The Occupational Safety and Health Administration admits that government data on heat-related injury, illness, and death on the job are “likely vast underestimates.” Those vast underestimates are “about 3,400 workplace heat-related injuries and illnesses requiring days away from work per year from 2011 to 2020” and an average of 40 fatalities a year. Looking deeper, Public Citizen found, “An analysis of more than 11 million workers’ compensation injury reports in California from 2001 through 2018 found that working on days with hotter temperatures likely caused about 20,000 injuries and illnesses per year in that state, alone—an extraordinary 300 times the annual number injuries and illnesses that California OSHA (Cal/OSHA) attributes to heat.”


Extrapolating from that would suggest more like 170,000 heat-related workplace injuries and illnesses every year. Similarly, looking past the official fatality data, Public Citizen estimates as many as 2,000 workplace heat deaths each year. And heat can contribute invisibly to injury rates, as workers whose bodies are stressed are more likely to have falls and other causes of injury.

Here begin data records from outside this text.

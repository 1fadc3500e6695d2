//! Snapshot the world directory while the server is running.
//!
//! Autosave is switched off and a full save forced so the files on disk are
//! consistent and stay untouched during the copy:
//!
//! 1. `save-off`, `save-all flush`
//! 2. on the save marker: copy the world, then `save-on`
//! 3. on the autosave marker: done
//!
//! The task is only complete after step 3; the save marker alone never
//! delivers a result.

use std::fs;
use std::io;
use std::path::{Component, Path, PathBuf};

use tracing::{info, warn};

use crate::console::Console;
use crate::supervisor::task::{result_channel, ResultSlot, StepFuture, Task, TaskHandle, TaskStep};
use crate::tasks::TaskSettings;
use crate::{AppError, Result};

/// Disables autosave.
pub const SAVE_OFF_COMMAND: &str = "save-off";
/// Forces a full save of every chunk.
pub const SAVE_FLUSH_COMMAND: &str = "save-all flush";
/// Re-enables autosave.
pub const SAVE_ON_COMMAND: &str = "save-on";

/// Which marker the task is waiting for.
#[derive(Debug, Clone, Copy, PartialEq, Eq)]
enum Phase {
    AwaitingSave,
    AwaitingAutosave,
}

/// Copies the world to the snapshot directory between a forced save and
/// re-enabling autosave.
#[derive(Debug)]
pub struct SnapshotTask {
    console: Console,
    saved_marker: String,
    autosave_marker: String,
    world_dir: PathBuf,
    snapshot_dir: PathBuf,
    phase: Phase,
    result: ResultSlot,
}

impl SnapshotTask {
    /// Create the task and the handle its outcome is delivered to.
    #[must_use]
    pub fn new(console: Console, settings: &TaskSettings) -> (Self, TaskHandle) {
        let (result, handle) = result_channel("SnapshotTask");
        let task = Self {
            console,
            saved_marker: settings.markers.saved.clone(),
            autosave_marker: settings.markers.autosave_enabled.clone(),
            world_dir: settings.world_dir.clone(),
            snapshot_dir: settings.snapshot_dir.clone(),
            phase: Phase::AwaitingSave,
            result,
        };
        (task, handle)
    }

    /// Send `command`, delivering the error if the write fails.
    async fn send_or_fail(&mut self, command: &str) -> bool {
        match self.console.send(command).await {
            Ok(()) => true,
            Err(err) => {
                warn!(command, %err, "snapshot: console write failed");
                self.result.deliver(Err(err));
                false
            }
        }
    }

    async fn on_saved(&mut self) -> TaskStep {
        match copy_world(&self.world_dir, &self.snapshot_dir).await {
            Ok(destination) => {
                info!(destination = %destination.display(), "snapshot: world copied");
            }
            Err(err) => {
                self.result.deliver(Err(err));
                return TaskStep::Done;
            }
        }

        if !self.send_or_fail(SAVE_ON_COMMAND).await {
            return TaskStep::Done;
        }

        self.phase = Phase::AwaitingAutosave;
        TaskStep::Continue
    }
}

impl Task for SnapshotTask {
    fn name(&self) -> &'static str {
        "SnapshotTask"
    }

    fn init(&mut self) -> StepFuture<'_> {
        Box::pin(async move {
            for command in [SAVE_OFF_COMMAND, SAVE_FLUSH_COMMAND] {
                if !self.send_or_fail(command).await {
                    return TaskStep::Done;
                }
            }
            TaskStep::Continue
        })
    }

    fn on_output<'a>(&'a mut self, line: &'a str) -> StepFuture<'a> {
        Box::pin(async move {
            match self.phase {
                Phase::AwaitingSave if line.contains(&self.saved_marker) => self.on_saved().await,
                Phase::AwaitingAutosave if line.contains(&self.autosave_marker) => {
                    self.result.deliver(Ok(()));
                    TaskStep::Done
                }
                _ => TaskStep::Continue,
            }
        })
    }
}

/// Copy `world_dir` into `<snapshot_dir>/<world name>`.
///
/// Runs on the blocking pool; the caller is suspended until the copy has
/// finished. Existing files at the destination are overwritten.
///
/// # Errors
///
/// Returns `AppError::Snapshot` if the world directory cannot be resolved or
/// has no name, the destination lies inside the world directory, or any
/// filesystem operation fails.
pub async fn copy_world(world_dir: &Path, snapshot_dir: &Path) -> Result<PathBuf> {
    let world_dir = world_dir.to_path_buf();
    let snapshot_dir = snapshot_dir.to_path_buf();

    let (destination, files) = tokio::task::spawn_blocking(move || {
        let (source, destination) = resolve_destination(&world_dir, &snapshot_dir)?;
        let files = copy_dir_all(&source, &destination).map_err(|err| {
            AppError::Snapshot(format!(
                "copy {} -> {} failed: {err}",
                source.display(),
                destination.display()
            ))
        })?;
        Ok::<_, AppError>((destination, files))
    })
    .await
    .map_err(|err| AppError::Snapshot(format!("copy task failed: {err}")))??;

    info!(files, "snapshot: copy complete");
    Ok(destination)
}

/// Resolve the copy source and destination, rejecting a destination inside
/// the world directory however either path is spelled.
fn resolve_destination(world_dir: &Path, snapshot_dir: &Path) -> Result<(PathBuf, PathBuf)> {
    let world_dir = fs::canonicalize(world_dir).map_err(|err| {
        AppError::Snapshot(format!("cannot resolve world dir {}: {err}", world_dir.display()))
    })?;
    let snapshot_dir = resolve_existing_prefix(snapshot_dir).map_err(|err| {
        AppError::Snapshot(format!(
            "cannot resolve snapshot dir {}: {err}",
            snapshot_dir.display()
        ))
    })?;

    let world_name = world_dir.file_name().ok_or_else(|| {
        AppError::Snapshot(format!("world dir {} has no name", world_dir.display()))
    })?;
    let destination = snapshot_dir.join(world_name);

    if destination.starts_with(&world_dir) {
        return Err(AppError::Snapshot(format!(
            "snapshot destination {} is inside the world dir",
            destination.display()
        )));
    }

    Ok((world_dir, destination))
}

/// Make `path` absolute and lexically normal, then canonicalize its deepest
/// existing ancestor. The snapshot directory may not exist yet.
fn resolve_existing_prefix(path: &Path) -> io::Result<PathBuf> {
    let mut normal = PathBuf::new();
    for component in std::path::absolute(path)?.components() {
        match component {
            Component::CurDir => {}
            Component::ParentDir => {
                normal.pop();
            }
            other => normal.push(other),
        }
    }

    let mut missing = Vec::new();
    let mut existing = normal.as_path();
    loop {
        match fs::canonicalize(existing) {
            Ok(mut resolved) => {
                resolved.extend(missing.iter().rev());
                return Ok(resolved);
            }
            Err(err) if err.kind() == io::ErrorKind::NotFound => {
                let (Some(parent), Some(name)) = (existing.parent(), existing.file_name()) else {
                    return Err(err);
                };
                missing.push(name);
                existing = parent;
            }
            Err(err) => return Err(err),
        }
    }
}

/// Recursively copy `src` into `dst`, returning the number of files copied.
fn copy_dir_all(src: &Path, dst: &Path) -> io::Result<u64> {
    fs::create_dir_all(dst)?;

    let mut copied = 0;
    for entry in fs::read_dir(src)? {
        let entry = entry?;
        let file_type = entry.file_type()?;
        let target = dst.join(entry.file_name());

        if file_type.is_dir() {
            copied += copy_dir_all(&entry.path(), &target)?;
        } else if file_type.is_symlink() {
            copy_symlink(&entry.path(), &target)?;
            copied += 1;
        } else {
            fs::copy(entry.path(), &target)?;
            copied += 1;
        }
    }

    Ok(copied)
}

#[cfg(unix)]
fn copy_symlink(src: &Path, dst: &Path) -> io::Result<()> {
    let link = fs::read_link(src)?;
    if fs::symlink_metadata(dst).is_ok() {
        fs::remove_file(dst)?;
    }
    std::os::unix::fs::symlink(link, dst)
}

#[cfg(not(unix))]
fn copy_symlink(src: &Path, dst: &Path) -> io::Result<()> {
    fs::copy(src, dst).map(|_| ())
}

The workers most at risk are the most vulnerable workers—low-income workers, people of color, immigrants, and especially undocumented immigrants. The lowest-paid 20% of workers account for five times as many heat-related injuries as the highest-paid 20%, and “A recent review by Columbia Journalism Investigations of records relating to workplace heat injuries—including workplace inspection reports, death investigation files, depositions, court records, and police reports—found that since 2010, Hispanics/Latinos have accounted for a third of all heat-related fatalities, despite representing only 18% of the U.S. workforce.”

This is in part because the industries in which heat-related problems are most common are disproportionately Black and brown: farming, warehouse work, certain kinds of construction, food preparation, and more. These workers are also less likely to have health insurance or worker's compensation to help them when they do get sick or injured.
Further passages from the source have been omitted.